I think the security-relevant fixes (e.g. potential TCP injection) is the more relevant part of this. However since my experiences back in the day with the "superior" ReiserFS, I am somewhat sensitive of potential data corruption in filesystems.

This is esspecially true for ZFS, which supposedly was to be the be-all and end-all of filesystems. Having recently jumped on the bandwagon on a larger scale, I was underwhelmed by some learnings I had about it since. To illustrate it:

1. ZFS supposedly is the best filesystem for Proxmox because it allows for live migration. Yes, but it also allows for linear snapshots only...

2. ZFS is not so well integrated in Linux - at least I had data corruptions when NCQ was enabled. That bug is still present.

3. The latest data curruption problems that have been fixed in OpenZFS 2.2.2 just now.

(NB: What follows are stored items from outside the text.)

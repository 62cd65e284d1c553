//! Host-side GPIO simulation.
//!
//! Tracks claimed lines and their current level in memory so the console
//! binary can run without hardware.

use std::collections::HashMap;

use embedded_hal::digital::PinState;
use log::{debug, warn};

use crate::app::ports::GpioPort;
use crate::error::GpioError;
use crate::pins::PinId;

#[derive(Debug, Clone, Copy, PartialEq, Eq)]
struct SimLine {
    label: &'static str,
    level: PinState,
}

#[derive(Debug, Default)]
pub struct SimGpio {
    lines: HashMap<PinId, SimLine>,
}

impl SimGpio {
    pub fn new() -> Self {
        Self::default()
    }

    /// Level of a claimed line, `None` if nobody holds it.
    pub fn level(&self, pin: PinId) -> Option<PinState> {
        self.lines.get(&pin).map(|l| l.level)
    }

    pub fn is_claimed(&self, pin: PinId) -> bool {
        self.lines.contains_key(&pin)
    }
}

impl GpioPort for SimGpio {
    fn request(
        &mut self,
        pin: PinId,
        label: &'static str,
        initial: PinState,
    ) -> Result<(), GpioError> {
        if pin.number() < 0 {
            return Err(GpioError::InvalidPin(pin));
        }
        if let Some(line) = self.lines.get(&pin) {
            warn!("{} busy (held by '{}')", pin, line.label);
            return Err(GpioError::Busy(pin));
        }
        debug!("sim: {} requested by '{}' ({:?})", pin, label, initial);
        self.lines.insert(pin, SimLine { label, level: initial });
        Ok(())
    }

    fn write(&mut self, pin: PinId, level: PinState) {
        match self.lines.get_mut(&pin) {
            Some(line) => {
                debug!("sim: {} -> {:?}", pin, level);
                line.level = level;
            }
            None => warn!("sim: write to unrequested {} ignored", pin),
        }
    }

    fn free(&mut self, pin: PinId) {
        self.lines.remove(&pin);
    }
}
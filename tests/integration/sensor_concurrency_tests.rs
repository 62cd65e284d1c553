//! Sensor aggregator under concurrent producers and readers.

use std::sync::Arc;
use std::sync::atomic::{AtomicBool, Ordering};
use std::thread;

use devattr::sensors::{SensorAggregator, SensorStats};

/// Invariants every snapshot must satisfy, whatever the interleaving.
fn assert_consistent(s: &SensorStats, value_of_every_sample: i32) {
    if s.count == 0 {
        assert_eq!(s, &SensorStats::EMPTY);
        return;
    }
    assert_eq!(s.current, value_of_every_sample);
    assert_eq!(s.sum, i64::from(value_of_every_sample) * s.count as i64);
    assert_eq!(s.minimum, value_of_every_sample);
    assert_eq!(s.maximum, value_of_every_sample);
}

#[test]
fn scenario_from_four_samples() {
    let agg = SensorAggregator::default();
    for x in [5, 1, 9, 3] {
        agg.update(x);
    }
    assert_eq!(agg.read_current(), 3);
    assert_eq!(agg.read_minimum(), 1);
    assert_eq!(agg.read_maximum(), 9);
    assert_eq!(agg.read_average(), 4);
}

#[test]
fn snapshots_are_never_torn() {
    const WRITERS: usize = 4;
    const PER_WRITER: usize = 5_000;

    let agg = Arc::new(SensorAggregator::default());
    let done = Arc::new(AtomicBool::new(false));

    let reader = {
        let agg = agg.clone();
        let done = done.clone();
        thread::spawn(move || {
            let mut observed = 0u64;
            while !done.load(Ordering::Acquire) {
                let s = agg.snapshot();
                assert_consistent(&s, 7);
                assert!(s.count >= observed, "count went backwards");
                observed = s.count;
            }
        })
    };

    let writers: Vec<_> = (0..WRITERS)
        .map(|i| {
            let agg = agg.clone();
            thread::spawn(move || {
                for n in 0..PER_WRITER {
                    // Mix both update paths.
                    if (n + i) % 2 == 0 {
                        agg.update(7);
                    } else {
                        while !agg.update_from_isr(7) {}
                    }
                }
            })
        })
        .collect();

    for w in writers {
        w.join().unwrap();
    }
    done.store(true, Ordering::Release);
    reader.join().unwrap();

    let s = agg.snapshot();
    assert_eq!(s.count, (WRITERS * PER_WRITER) as u64);
    assert_consistent(&s, 7);
}

#[test]
fn distinct_producers_keep_bounds_and_totals() {
    let agg = Arc::new(SensorAggregator::default());
    let writers: Vec<_> = [-50, 0, 30, 100]
        .into_iter()
        .map(|value| {
            let agg = agg.clone();
            thread::spawn(move || {
                for _ in 0..1_000 {
                    agg.update(value);
                    let s = agg.snapshot();
                    assert!(s.minimum <= s.current && s.current <= s.maximum);
                    assert!(s.minimum <= s.average() && s.average() <= s.maximum);
                }
            })
        })
        .collect();
    for w in writers {
        w.join().unwrap();
    }

    let s = agg.snapshot();
    assert_eq!(s.count, 4_000);
    assert_eq!(s.sum, (-50 + 30 + 100) * 1_000);
    assert_eq!(s.minimum, -50);
    assert_eq!(s.maximum, 100);
    assert_eq!(agg.read_average(), 20);
}

#[test]
fn isr_path_accounts_for_every_sample() {
    let agg = Arc::new(SensorAggregator::new(1));
    let writers: Vec<_> = (0..4)
        .map(|_| {
            let agg = agg.clone();
            thread::spawn(move || (0..2_000).filter(|_| agg.update_from_isr(1)).count() as u64)
        })
        .collect();
    let accepted: u64 = writers.into_iter().map(|w| w.join().unwrap()).sum();

    let s = agg.snapshot();
    assert_eq!(s.count, accepted);
    assert_eq!(accepted + agg.dropped_samples(), 8_000);
}
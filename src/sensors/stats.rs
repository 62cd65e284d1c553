//! Running sample statistics.
//!
//! Pure fold: no locking, no I/O.  [`SensorAggregator`](super::SensorAggregator)
//! wraps one of these in a mutex.

use serde::Serialize;

/// Current/min/max plus the accumulators for the mean.
///
/// Until the first sample, `minimum`/`maximum` hold the opposite extrema of
/// `i32` so that any sample replaces them.
#[derive(Debug, Clone, Copy, PartialEq, Eq, Serialize)]
pub struct SensorStats {
    pub current: i32,
    pub minimum: i32,
    pub maximum: i32,
    pub sum: i64,
    pub count: u64,
}

impl SensorStats {
    pub const EMPTY: Self = Self {
        current: 0,
        minimum: i32::MAX,
        maximum: i32::MIN,
        sum: 0,
        count: 0,
    };

    pub const fn new() -> Self {
        Self::EMPTY
    }

    /// Fold one sample into the record.
    pub fn record(&mut self, sample: i32) {
        self.current = sample;
        if sample < self.minimum {
            self.minimum = sample;
        }
        if sample > self.maximum {
            self.maximum = sample;
        }
        // Saturates only after ~4.3e9 samples pinned at an i32 extreme.
        self.sum = self.sum.saturating_add(i64::from(sample));
        self.count = self.count.saturating_add(1);
    }

    /// Mean of all samples, truncated toward zero; `0` before any sample.
    #[allow(clippy::cast_possible_wrap)]
    pub fn average(&self) -> i32 {
        if self.count == 0 {
            return 0;
        }
        // The mean of i32 samples always fits in i32.
        (self.sum / self.count as i64) as i32
    }

    pub fn is_empty(&self) -> bool {
        self.count == 0
    }
}

impl Default for SensorStats {
    fn default() -> Self {
        Self::EMPTY
    }
}
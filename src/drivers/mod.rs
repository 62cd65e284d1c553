//! Actuator drivers and background producers.

pub mod led;
pub mod producer;
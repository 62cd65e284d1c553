//! Adapters: concrete implementations of the hexagonal port traits.
//!
//! | Adapter        | Implements   | Connects to                      |
//! |----------------|--------------|----------------------------------|
//! | `hal_gpio`     | GpioPort     | any `embedded-hal` `OutputPin`   |
//! | `sim_gpio`     | GpioPort     | in-memory line table (host)      |
//! | `sim_sensor`   | SampleSource | seeded pseudo-random samples     |
//! | `log_sink`     | EventSink    | `log` facade                     |
//! | `config_file`  | ConfigPort   | JSON file on disk                |

pub mod config_file;
pub mod hal_gpio;
pub mod log_sink;
pub mod sim_gpio;
pub mod sim_sensor;
//! devattr: host console for the device attribute core.
//!
//! ```text
//! ┌──────────────┐   get/set   ┌───────────────┐   GpioPort   ┌─────────┐
//! │ stdin console│────────────▶│ DeviceService │─────────────▶│ SimGpio │
//! └──────────────┘             └───────────────┘              └─────────┘
//!                                      ▲ update_from_isr
//!                              ┌───────┴───────┐
//!                              │ SimSensor thr │
//!                              └───────────────┘
//! ```
//!
//! Usage: `devattr [config.json]`, then type `help`.
#![deny(unused_must_use)]

use std::io::{self, BufRead, Write};
use std::time::Duration;

use anyhow::{Context, Result};
use log::info;
use tracing_subscriber::EnvFilter;

use devattr::adapters::config_file::JsonConfigFile;
use devattr::adapters::log_sink::LogEventSink;
use devattr::adapters::sim_gpio::SimGpio;
use devattr::adapters::sim_sensor::SimSensor;
use devattr::app::ports::ConfigPort;
use devattr::app::service::DeviceService;
use devattr::config::SystemConfig;
use devattr::drivers::producer::spawn_producer;

// ── Logging ───────────────────────────────────────────────────
//
// `log` records from the library are bridged into a `tracing-subscriber`
// fmt layer on stderr.  `DEVATTR_LOG` takes `EnvFilter` directives.

fn init_logging() -> Result<()> {
    let filter =
        EnvFilter::try_from_env("DEVATTR_LOG").unwrap_or_else(|_| EnvFilter::new("info"));
    tracing_subscriber::fmt()
        .with_env_filter(filter)
        .with_writer(io::stderr)
        .try_init()
        .map_err(|e| anyhow::anyhow!("logger: {e}"))
}

// ── Main ──────────────────────────────────────────────────────

fn main() -> Result<()> {
    init_logging()?;
    info!("devattr v{}", env!("CARGO_PKG_VERSION"));

    let config = match std::env::args().nth(1) {
        Some(path) => JsonConfigFile::new(path)
            .load()
            .context("loading configuration")?,
        None => SystemConfig::default(),
    };

    let mut sink = LogEventSink::new();
    let mut device = DeviceService::attach(&config, SimGpio::new(), &mut sink)
        .context("attaching device")?;

    let producer = spawn_producer(
        device.sensor(),
        SimSensor::from_config(&config),
        Duration::from_millis(u64::from(config.sim_sample_interval_ms)),
        "sim-sensor",
    )
    .context("spawning producer")?;

    let result = run_console(&device, &mut sink);

    let accepted = producer.stop_and_join();
    info!("producer fed {} samples", accepted);
    device.detach(&mut sink);
    result
}

fn run_console(device: &DeviceService<SimGpio>, sink: &mut LogEventSink) -> Result<()> {
    let stdin = io::stdin();
    let mut out = io::stdout().lock();
    writeln!(out, "type 'help' for commands")?;

    for line in stdin.lock().lines() {
        let line = line?;
        let mut words = line.split_whitespace();
        match (words.next(), words.next(), words.next()) {
            (None, ..) => {}
            (Some("help"), ..) => {
                writeln!(out, "ls | get <path> | set <path> <value> | stats | quit")?;
            }
            (Some("ls"), ..) => {
                for entry in device.attributes() {
                    writeln!(out, "{:o} {}", entry.mode.permissions(), entry.path)?;
                }
            }
            (Some("get"), Some(path), None) => match device.show(path) {
                Ok(text) => write!(out, "{}", text)?,
                Err(e) => writeln!(out, "get {}: {}", path, e)?,
            },
            (Some("set"), Some(path), Some(value)) => {
                if let Err(e) = device.store(path, value, sink) {
                    writeln!(out, "set {}: {}", path, e)?;
                }
            }
            (Some("stats"), ..) => {
                let sensor = device.sensor();
                let snap = sensor.snapshot();
                let json = serde_json::json!({
                    "stats": snap,
                    "average": snap.average(),
                    "dropped": sensor.dropped_samples(),
                });
                writeln!(out, "{}", json)?;
            }
            (Some("quit" | "exit"), ..) => break,
            (Some(cmd), ..) => writeln!(out, "unknown command '{}'", cmd)?,
        }
        out.flush()?;
    }
    Ok(())
}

Obviously, data corruption in a supposedly bullet-proof filesystem like ZFS is doubleplusungood (tm), however unlikely it may be. Interestingly enough, these corruptions apparently occur when data is appended to a file, something which OpnSense does while logging all the time.
Intel N100, 4 x I226-V, 16 GByte, 256 GByte NVME, ZTE F6005

1100 down / 440 up, Bufferbloat A+

It's trigerred when files with are written and a second process that must use system calls to detect and efficiently handles holes copies that file before the block are flushed to stable storage. In that case it might get a hole (a run of zeroes) instead of the actual data.

That does not happen with logging.
Deciso DEC750
People who think they know everything are a great annoyance to those of us who do. (Isaac Asimov)